◆ **Prompt**:
Filter on the word "parsing": copy each matching line from the listing below.
Records for the exercise section start
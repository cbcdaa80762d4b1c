use chrono::{DateTime, NaiveDate, NaiveDateTime, Utc};
use quick_xml::events::{BytesStart, Event};
use quick_xml::name::{Namespace, ResolveResult};
use quick_xml::NsReader;

use super::models::{Enclosure, FeedHandle, ItemTag, MediaRef, RawFeedItem};
use crate::{Error, Result};

const ATOM_NS: &[u8] = b"http://www.w3.org/2005/Atom";
const RSS1_NS: &[u8] = b"http://purl.org/rss/1.0/";
const MEDIA_NS: &[u8] = b"http://search.yahoo.com/mrss/";
const CONTENT_NS: &[u8] = b"http://purl.org/rss/1.0/modules/content/";
const DC_NS: &[u8] = b"http://purl.org/dc/elements/1.1/";

/// Namespaces the parser distinguishes between
#[derive(Debug, Clone, Copy, PartialEq, Eq)]
enum Ns {
    None,
    Atom,
    Rss1,
    Media,
    Content,
    Dc,
    Other,
}

impl Ns {
    fn classify(resolved: &ResolveResult) -> Self {
        match resolved {
            ResolveResult::Unbound => Ns::None,
            ResolveResult::Bound(Namespace(ns)) => {
                let ns: &[u8] = ns;
                [
                    (ATOM_NS, Ns::Atom),
                    (RSS1_NS, Ns::Rss1),
                    (MEDIA_NS, Ns::Media),
                    (CONTENT_NS, Ns::Content),
                    (DC_NS, Ns::Dc),
                ]
                .into_iter()
                .find(|(uri, _)| *uri == ns)
                .map(|(_, kind)| kind)
                .unwrap_or(Ns::Other)
            }
            ResolveResult::Unknown(_) => Ns::Other,
        }
    }

    /// RSS 2.0, RSS 1.0 and Atom core vocabulary
    fn is_core(self) -> bool {
        matches!(self, Ns::None | Ns::Atom | Ns::Rss1)
    }
}

/// What to do with the text of an item's direct child element
#[derive(Debug, Clone, PartialEq, Eq)]
enum Field {
    Title,
    Description,
    AtomContent,
    Link,
    Guid { is_permalink: bool },
    Published,
    Updated,
    Encoded,
    Other,
}

struct OpenChild {
    field: Field,
    /// Recorded as an item tag when the element is un-namespaced
    tag_name: Option<String>,
    text: String,
}

#[derive(Default)]
struct ItemBuilder {
    item: RawFeedItem,
    link: Option<String>,
    guid: Option<String>,
    published: Option<DateTime<Utc>>,
    updated: Option<DateTime<Utc>>,
    description: Option<String>,
    atom_content: Option<String>,
}

impl ItemBuilder {
    fn start_child(&mut self, ns: Ns, name: &str, e: &BytesStart) -> OpenChild {
        let field = match (ns, name) {
            (ns, "title") if ns.is_core() => Field::Title,
            (ns, "description") if ns.is_core() => Field::Description,
            (Ns::Atom, "summary") => Field::Description,
            (Ns::Atom, "content") => Field::AtomContent,
            (Ns::Atom, "link") => {
                self.atom_link(e);
                Field::Other
            }
            (ns, "link") if ns.is_core() => Field::Link,
            (Ns::None, "guid") => Field::Guid {
                is_permalink: attr(e, "isPermaLink")
                    .map(|v| !v.eq_ignore_ascii_case("false"))
                    .unwrap_or(true),
            },
            (Ns::None, "pubDate") | (Ns::Atom, "published") | (Ns::Dc, "date") => Field::Published,
            (Ns::Atom, "updated") => Field::Updated,
            (Ns::None, "enclosure") => {
                if self.item.enclosure.is_none() {
                    self.item.enclosure = Some(Enclosure { link: attr(e, "url") });
                }
                Field::Other
            }
            (Ns::Media, "content") => {
                self.item.media_content.push(MediaRef { url: attr(e, "url") });
                Field::Other
            }
            (Ns::Media, "thumbnail") => {
                self.item.media_thumbnails.push(MediaRef { url: attr(e, "url") });
                Field::Other
            }
            (Ns::Content, "encoded") => Field::Encoded,
            _ => Field::Other,
        };

        OpenChild {
            field,
            tag_name: (ns == Ns::None).then(|| name.to_string()),
            text: String::new(),
        }
    }

    fn atom_link(&mut self, e: &BytesStart) {
        let Some(href) = attr(e, "href") else {
            return;
        };
        match attr(e, "rel").as_deref() {
            None | Some("alternate") => {
                if self.link.is_none() {
                    self.link = Some(href);
                }
            }
            Some("enclosure") => {
                if self.item.enclosure.is_none() {
                    self.item.enclosure = Some(Enclosure { link: Some(href) });
                }
            }
            _ => {}
        }
    }

    fn finish_child(&mut self, child: OpenChild) {
        let text = child.text;

        match child.field {
            Field::Title => self.item.title = text.trim().to_string(),
            Field::Description => {
                if self.description.is_none() {
                    self.description = Some(text.trim().to_string());
                }
            }
            Field::AtomContent => self.atom_content = Some(text.trim().to_string()),
            Field::Link => {
                if self.link.is_none() && !text.trim().is_empty() {
                    self.link = Some(text.trim().to_string());
                }
            }
            Field::Guid { is_permalink } => {
                if is_permalink {
                    self.guid = Some(text.trim().to_string());
                }
            }
            Field::Published => {
                if self.published.is_none() {
                    self.published = parse_date(&text);
                }
            }
            Field::Updated => {
                if self.updated.is_none() {
                    self.updated = parse_date(&text);
                }
            }
            Field::Encoded => self.item.content_encoded = Some(text.clone()),
            Field::Other => {}
        }

        if let Some(name) = child.tag_name {
            self.item.tags.push(ItemTag::new(name, text.trim()));
        }
    }

    fn build(self) -> RawFeedItem {
        let mut item = self.item;
        item.description = self
            .description
            .filter(|d| !d.is_empty())
            .or(self.atom_content)
            .unwrap_or_default();
        item.permalink = self.link.or(self.guid).filter(|l| !l.is_empty());
        item.published = self.published.or(self.updated);
        item
    }
}

/// Unescaped value of the attribute with the given local name
fn attr(e: &BytesStart, name: &str) -> Option<String> {
    e.attributes()
        .flatten()
        .find(|a| a.key.local_name().as_ref() == name.as_bytes())
        .map(|a| match a.unescape_value() {
            Ok(value) => value.into_owned(),
            Err(_) => String::from_utf8_lossy(&a.value).into_owned(),
        })
}

/// Parse the date formats seen in RSS and Atom feeds
pub fn parse_date(text: &str) -> Option<DateTime<Utc>> {
    let text = text.trim();
    if text.is_empty() {
        return None;
    }

    if let Ok(dt) = DateTime::parse_from_rfc2822(text) {
        return Some(dt.with_timezone(&Utc));
    }
    if let Ok(dt) = DateTime::parse_from_rfc3339(text) {
        return Some(dt.with_timezone(&Utc));
    }
    for format in ["%Y-%m-%d %H:%M:%S", "%Y-%m-%dT%H:%M:%S"] {
        if let Ok(naive) = NaiveDateTime::parse_from_str(text, format) {
            return Some(naive.and_utc());
        }
    }
    NaiveDate::parse_from_str(text, "%Y-%m-%d")
        .ok()
        .and_then(|d| d.and_hms_opt(0, 0, 0))
        .map(|naive| naive.and_utc())
}

/// Parse an RSS 2.0, RSS 1.0 or Atom document
pub fn parse_feed(content: &[u8]) -> Result<FeedHandle> {
    let mut reader = NsReader::from_reader(content);
    let mut buf = Vec::new();

    // Local names of the currently open elements
    let mut stack: Vec<String> = Vec::new();
    let mut root_checked = false;
    let mut feed_title: Option<String> = None;
    let mut title_text: Option<String> = None;
    let mut current: Option<(usize, ItemBuilder)> = None;
    let mut child: Option<OpenChild> = None;
    let mut items = Vec::new();

    loop {
        let (resolved, event) = reader
            .read_resolved_event_into(&mut buf)
            .map_err(|e| Error::FeedParse(format!("Invalid feed XML: {}", e)))?;
        let ns = Ns::classify(&resolved);

        match event {
            Event::Start(ref e) | Event::Empty(ref e) => {
                let is_empty = matches!(event, Event::Empty(_));
                let name = String::from_utf8_lossy(e.local_name().as_ref()).into_owned();

                if !root_checked {
                    if !matches!(name.as_str(), "rss" | "RDF" | "feed") {
                        return Err(Error::FeedParse(format!(
                            "Not an RSS or Atom document (root element <{}>)",
                            name
                        )));
                    }
                    root_checked = true;
                }

                let depth = stack.len();
                match current.as_mut() {
                    None if !is_empty && ns.is_core() && (name == "item" || name == "entry") => {
                        current = Some((depth, ItemBuilder::default()));
                    }
                    None => {
                        let parent = stack.last().map(String::as_str);
                        if !is_empty
                            && name == "title"
                            && feed_title.is_none()
                            && matches!(parent, Some("channel") | Some("feed"))
                        {
                            title_text = Some(String::new());
                        }
                    }
                    Some((item_depth, builder)) if depth == *item_depth + 1 => {
                        let open = builder.start_child(ns, &name, e);
                        if is_empty {
                            builder.finish_child(open);
                        } else {
                            child = Some(open);
                        }
                    }
                    Some(_) => {}
                }

                if !is_empty {
                    stack.push(name);
                }
            }
            Event::Text(ref t) => {
                let text = t
                    .unescape()
                    .map(|s| s.into_owned())
                    .unwrap_or_else(|_| String::from_utf8_lossy(t).into_owned());
                if let Some(open) = child.as_mut() {
                    open.text.push_str(&text);
                } else if let Some(title) = title_text.as_mut() {
                    title.push_str(&text);
                }
            }
            Event::CData(ref c) => {
                let text = String::from_utf8_lossy(c);
                if let Some(open) = child.as_mut() {
                    open.text.push_str(&text);
                } else if let Some(title) = title_text.as_mut() {
                    title.push_str(&text);
                }
            }
            Event::End(_) => {
                stack.pop();
                let depth = stack.len();

                if let Some(title) = title_text.take() {
                    feed_title = Some(title.trim().to_string());
                }

                if let Some(item_depth) = current.as_ref().map(|(d, _)| *d) {
                    if depth == item_depth + 1 {
                        if let (Some(open), Some((_, builder))) = (child.take(), current.as_mut()) {
                            builder.finish_child(open);
                        }
                    } else if depth == item_depth {
                        if let Some((_, builder)) = current.take() {
                            items.push(builder.build());
                        }
                    }
                }
            }
            Event::Eof => break,
            _ => {}
        }

        buf.clear();
    }

    if !root_checked {
        return Err(Error::FeedParse("Empty feed document".to_string()));
    }

    Ok(FeedHandle {
        title: feed_title.filter(|t| !t.is_empty()),
        items,
    })
}
use thiserror::Error;

#[derive(Error, Debug)]
pub enum Error {
    #[error("HTTP request error: {0}")]
    Http(#[from] reqwest::Error),

    #[error("Feed parsing error: {0}")]
    FeedParse(String),

    #[error("Failed to fetch {url}: {reason}")]
    Fetch { url: String, reason: String },

    #[error("Configuration error: {0}")]
    Config(String),

    #[error("IO error: {0}")]
    Io(#[from] std::io::Error),

    #[error("URL parsing error: {0}")]
    UrlParse(#[from] url::ParseError),
}

pub type Result<T> = std::result::Result<T, Error>;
Records for the exercise section end
◆ **Answer below**:
    #[error("Feed parsing error: {0}")]
    #[error("URL parsing error: {0}")]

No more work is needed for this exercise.